[Stored data]
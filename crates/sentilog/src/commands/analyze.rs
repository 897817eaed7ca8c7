use crate::paths::resolve_db;
use sentilog_classify::{Classifier, LexiconClassifier};
use sentilog_store::{Observation, SentimentDb};
use std::path::Path;

pub fn run(text: &str, db: Option<&Path>, neutral: bool) -> anyhow::Result<()> {
    let classifier = if neutral {
        LexiconClassifier::with_neutral()
    } else {
        LexiconClassifier::new()
    };
    let db_path = resolve_db(db)?;
    let store = SentimentDb::open(&db_path)?;

    let observation = classify_and_store(&classifier, &store, text)?;
    println!("{}", serde_json::to_string_pretty(&observation)?);
    Ok(())
}

/// Classify one text and persist the result. The classifier is an injected
/// collaborator; a failure from it propagates, nothing gets stored.
fn classify_and_store(
    classifier: &dyn Classifier,
    store: &SentimentDb,
    text: &str,
) -> anyhow::Result<Observation> {
    let result = classifier.classify(text)?;
    let observation = store.append(text, result.label, result.score)?;
    Ok(observation)
}
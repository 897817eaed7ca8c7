//! Aggregation configuration

use sentilog_store::Label;
use serde::{Deserialize, Serialize};
use thiserror::Error;

#[derive(Debug, Clone, Error, PartialEq)]
pub enum ConfigError {
    #[error("label set must not be empty")]
    EmptyLabelSet,
    #[error("label set contains {0} more than once")]
    DuplicateLabel(Label),
    #[error("need at least two histogram bin edges, got {0}")]
    TooFewBinEdges(usize),
    #[error("bin edges must be strictly increasing (edge {index} is {value})")]
    NonIncreasingBins { index: usize, value: f64 },
    #[error("bin edge {0} outside [0, 1]")]
    BinEdgeOutOfRange(f64),
    #[error("top_k must be at least 1")]
    ZeroTopK,
}

/// Configuration shared by the classifier adapter and the aggregation
/// engine. The label set is closed and ordered; every projection is keyed
/// by it, so an observation carrying a label outside this set is excluded
/// everywhere.
#[derive(Debug, Clone, Serialize, Deserialize)]
pub struct StatsConfig {
    /// Active labels, in presentation order.
    pub labels: Vec<Label>,

    /// Histogram bin edges over the score range, strictly increasing,
    /// within [0, 1]. Buckets are half-open `[lo, hi)` except the last,
    /// which is closed so a score of exactly 1.0 is counted.
    pub bins: Vec<f64>,

    /// Size bound for each per-label word-frequency table.
    pub top_k: usize,
}

impl StatsConfig {
    pub fn new() -> Self {
        Self {
            labels: vec![Label::Positive, Label::Negative],
            bins: vec![0.5, 0.6, 0.7, 0.8, 0.9, 1.0],
            top_k: 20,
        }
    }

    /// Default configuration extended with the neutral label.
    pub fn with_neutral() -> Self {
        Self {
            labels: vec![Label::Positive, Label::Negative, Label::Neutral],
            ..Self::new()
        }
    }

    /// Validate before any aggregation; every projection depends on these
    /// invariants, so violations are fatal rather than skippable.
    pub fn validate(&self) -> Result<(), ConfigError> {
        if self.labels.is_empty() {
            return Err(ConfigError::EmptyLabelSet);
        }
        for (i, label) in self.labels.iter().enumerate() {
            if self.labels[..i].contains(label) {
                return Err(ConfigError::DuplicateLabel(*label));
            }
        }
        if self.bins.len() < 2 {
            return Err(ConfigError::TooFewBinEdges(self.bins.len()));
        }
        for (i, &edge) in self.bins.iter().enumerate() {
            if !(0.0..=1.0).contains(&edge) {
                return Err(ConfigError::BinEdgeOutOfRange(edge));
            }
            if i > 0 && edge <= self.bins[i - 1] {
                return Err(ConfigError::NonIncreasingBins {
                    index: i,
                    value: edge,
                });
            }
        }
        if self.top_k == 0 {
            return Err(ConfigError::ZeroTopK);
        }
        Ok(())
    }
}

impl Default for StatsConfig {
    fn default() -> Self {
        Self::new()
    }
}
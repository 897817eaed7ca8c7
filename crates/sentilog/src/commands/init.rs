use crate::paths::resolve_db;
use sentilog_store::SentimentDb;
use std::path::Path;

pub fn run(db: Option<&Path>) -> anyhow::Result<()> {
    let db_path = resolve_db(db)?;
    let store = SentimentDb::open(&db_path)?;
    println!(
        "Database ready at {} ({} observations)",
        store.path().display(),
        store.count()?
    );
    Ok(())
}
//! Observation data model and the append-only SQLite record store

mod db;
mod types;

pub use db::{SentimentDb, StoreError};
pub use types::{Label, Observation, ParseLabelError, TIMESTAMP_FORMAT};
//! Statistics aggregation over classified observations

mod config;
mod stats;
pub mod timebucket;

pub use config::{ConfigError, StatsConfig};
pub use stats::{
    compute_statistics, Heatmap, LabelCount, LabelHeatmap, LabelSeries, LabelWordFrequencies,
    ScoreDistribution, SentimentStats, TimeTrend, TrendPoint, WordFrequency,
};
//! Text normalization for word-frequency statistics

mod stopwords;
mod tokenizer;

pub use stopwords::STOPWORDS;
pub use tokenizer::Tokenizer;
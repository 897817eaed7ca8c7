//! Default data location

use std::path::{Path, PathBuf};

/// Resolves where the observation database lives.
#[derive(Debug, Clone)]
pub struct Paths {
    pub data_dir: PathBuf,
}

impl Paths {
    pub fn new() -> std::io::Result<Self> {
        let home = dirs::home_dir().ok_or_else(|| {
            std::io::Error::new(std::io::ErrorKind::NotFound, "home directory not found")
        })?;
        Ok(Self {
            data_dir: home.join(".sentilog"),
        })
    }

    pub fn database_path(&self) -> PathBuf {
        self.data_dir.join("sentiment.db")
    }
}

/// The database path: an explicit `--db` wins, otherwise the default
/// under the home directory.
pub fn resolve_db(db: Option<&Path>) -> anyhow::Result<PathBuf> {
    match db {
        Some(path) => Ok(path.to_path_buf()),
        None => Ok(Paths::new()?.database_path()),
    }
}
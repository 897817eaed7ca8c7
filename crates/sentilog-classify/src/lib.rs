//! Classifier seam: the contract the service depends on, plus a small
//! lexicon-backed default so the binary runs without an external model

mod lexicon;

pub use lexicon::LexiconClassifier;

use sentilog_store::Label;
use serde::{Deserialize, Serialize};

/// One classification result: the label and a confidence in [0, 1].
#[derive(Debug, Clone, Serialize, Deserialize)]
pub struct Classification {
    pub label: Label,
    pub score: f64,
}

/// Anything that can label a piece of text. Implementations are injected
/// at startup and passed by reference into the analyze path; the
/// aggregation engine only ever sees already-labeled observations.
pub trait Classifier {
    fn classify(&self, text: &str) -> anyhow::Result<Classification>;
}
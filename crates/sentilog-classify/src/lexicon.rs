//! Lexicon-backed classifier

use crate::{Classification, Classifier};
use sentilog_store::Label;
use sentilog_text::Tokenizer;

const POSITIVE_WORDS: &[&str] = &[
    "amazing", "awesome", "beautiful", "best", "brilliant", "delightful", "enjoy", "enjoyed",
    "excellent", "fantastic", "favorite", "glad", "good", "great", "happy", "helpful",
    "impressive", "love", "loved", "nice", "outstanding", "perfect", "pleasant", "pleased",
    "quality", "recommend", "reliable", "satisfied", "smooth", "solid", "superb", "useful",
    "wonderful", "works",
];

const NEGATIVE_WORDS: &[&str] = &[
    "angry", "annoying", "awful", "bad", "broke", "broken", "buggy", "cheap", "crash", "crashed",
    "defective", "disappointed", "disappointing", "dislike", "fail", "failed", "faulty", "hate",
    "hated", "horrible", "late", "mediocre", "poor", "refund", "return", "sad", "slow", "terrible",
    "unusable", "useless", "waste", "worst", "worthless", "wrong",
];

/// Classifies by counting hits against small embedded word lists. The
/// confidence is derived from the hit margin and clamped to [0.5, 1.0],
/// mirroring the score range a binary model emits for its winning label.
///
/// A stand-in for a real model behind the [`Classifier`] seam; accuracy is
/// not the point, producing well-formed observations is.
pub struct LexiconClassifier {
    tokenizer: Tokenizer,
    neutral: bool,
}

impl LexiconClassifier {
    /// Binary classifier: every input maps to positive or negative.
    pub fn new() -> Self {
        Self {
            tokenizer: Tokenizer::permissive(),
            neutral: false,
        }
    }

    /// Variant that returns neutral when the lexicons give no signal.
    pub fn with_neutral() -> Self {
        Self {
            neutral: true,
            ..Self::new()
        }
    }
}

impl Default for LexiconClassifier {
    fn default() -> Self {
        Self::new()
    }
}

impl Classifier for LexiconClassifier {
    fn classify(&self, text: &str) -> anyhow::Result<Classification> {
        let tokens = self.tokenizer.tokenize(text);
        let positive = tokens
            .iter()
            .filter(|t| POSITIVE_WORDS.contains(&t.as_str()))
            .count() as f64;
        let negative = tokens
            .iter()
            .filter(|t| NEGATIVE_WORDS.contains(&t.as_str()))
            .count() as f64;
        let total = positive + negative;

        if self.neutral && (total == 0.0 || positive == negative) {
            return Ok(Classification {
                label: Label::Neutral,
                score: 0.5,
            });
        }

        let label = if positive >= negative {
            Label::Positive
        } else {
            Label::Negative
        };
        let score = if total == 0.0 {
            0.5
        } else {
            (0.5 + 0.5 * (positive - negative).abs() / total).clamp(0.5, 1.0)
        };

        Ok(Classification { label, score })
    }
}
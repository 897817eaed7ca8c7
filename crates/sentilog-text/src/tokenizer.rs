//! Tokenizer with stop-word filtering and a permissive fallback mode

use crate::stopwords::STOPWORDS;
use regex::Regex;
use std::collections::HashSet;
use std::path::Path;
use std::sync::OnceLock;
use tracing::warn;

static WORD_RE: OnceLock<Regex> = OnceLock::new();

fn word_re() -> &'static Regex {
    WORD_RE.get_or_init(|| Regex::new(r"[a-z0-9]+").unwrap())
}

/// Normalizing tokenizer: lower-cases input and splits on non-alphanumeric
/// boundaries. In the default mode, stop-words are dropped; in permissive
/// mode (the fallback when a custom stop-word list cannot be loaded) every
/// word token passes through. Both modes produce counts that are valid for
/// frequency aggregation, just differently filtered.
#[derive(Debug, Clone)]
pub struct Tokenizer {
    stopwords: Option<HashSet<&'static str>>,
    custom: Option<HashSet<String>>,
}

impl Tokenizer {
    /// Tokenizer with the built-in stop-word list.
    pub fn new() -> Self {
        Self {
            stopwords: Some(STOPWORDS.iter().copied().collect()),
            custom: None,
        }
    }

    /// Tokenizer with no stop-word filtering at all.
    pub fn permissive() -> Self {
        Self {
            stopwords: None,
            custom: None,
        }
    }

    /// Tokenizer backed by a custom stop-word file (one word per line,
    /// `#` comments allowed). An unreadable file degrades to permissive
    /// mode with a warning instead of failing the caller.
    pub fn from_stopword_file(path: &Path) -> Self {
        match std::fs::read_to_string(path) {
            Ok(contents) => {
                let words: HashSet<String> = contents
                    .lines()
                    .map(str::trim)
                    .filter(|l| !l.is_empty() && !l.starts_with('#'))
                    .map(str::to_lowercase)
                    .collect();
                Self {
                    stopwords: None,
                    custom: Some(words),
                }
            }
            Err(err) => {
                warn!(path = %path.display(), %err, "stop-word list unavailable, tokenizing without filtering");
                Self::permissive()
            }
        }
    }

    /// Whether stop-word filtering is active.
    pub fn is_filtering(&self) -> bool {
        self.stopwords.is_some() || self.custom.is_some()
    }

    pub fn tokenize(&self, text: &str) -> Vec<String> {
        let lowered = text.to_lowercase();
        word_re()
            .find_iter(&lowered)
            .map(|m| m.as_str())
            .filter(|token| !self.is_stopword(token))
            .map(str::to_string)
            .collect()
    }

    fn is_stopword(&self, token: &str) -> bool {
        if let Some(words) = &self.stopwords {
            return words.contains(token);
        }
        if let Some(words) = &self.custom {
            return words.contains(token);
        }
        false
    }
}

impl Default for Tokenizer {
    fn default() -> Self {
        Self::new()
    }
}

Work instructions
For the word "append", find every line in the data that holds it and copy that line.

Response
    let observation = store.append(text, result.label, result.score)?;
//! Observation data model and the append-only SQLite record store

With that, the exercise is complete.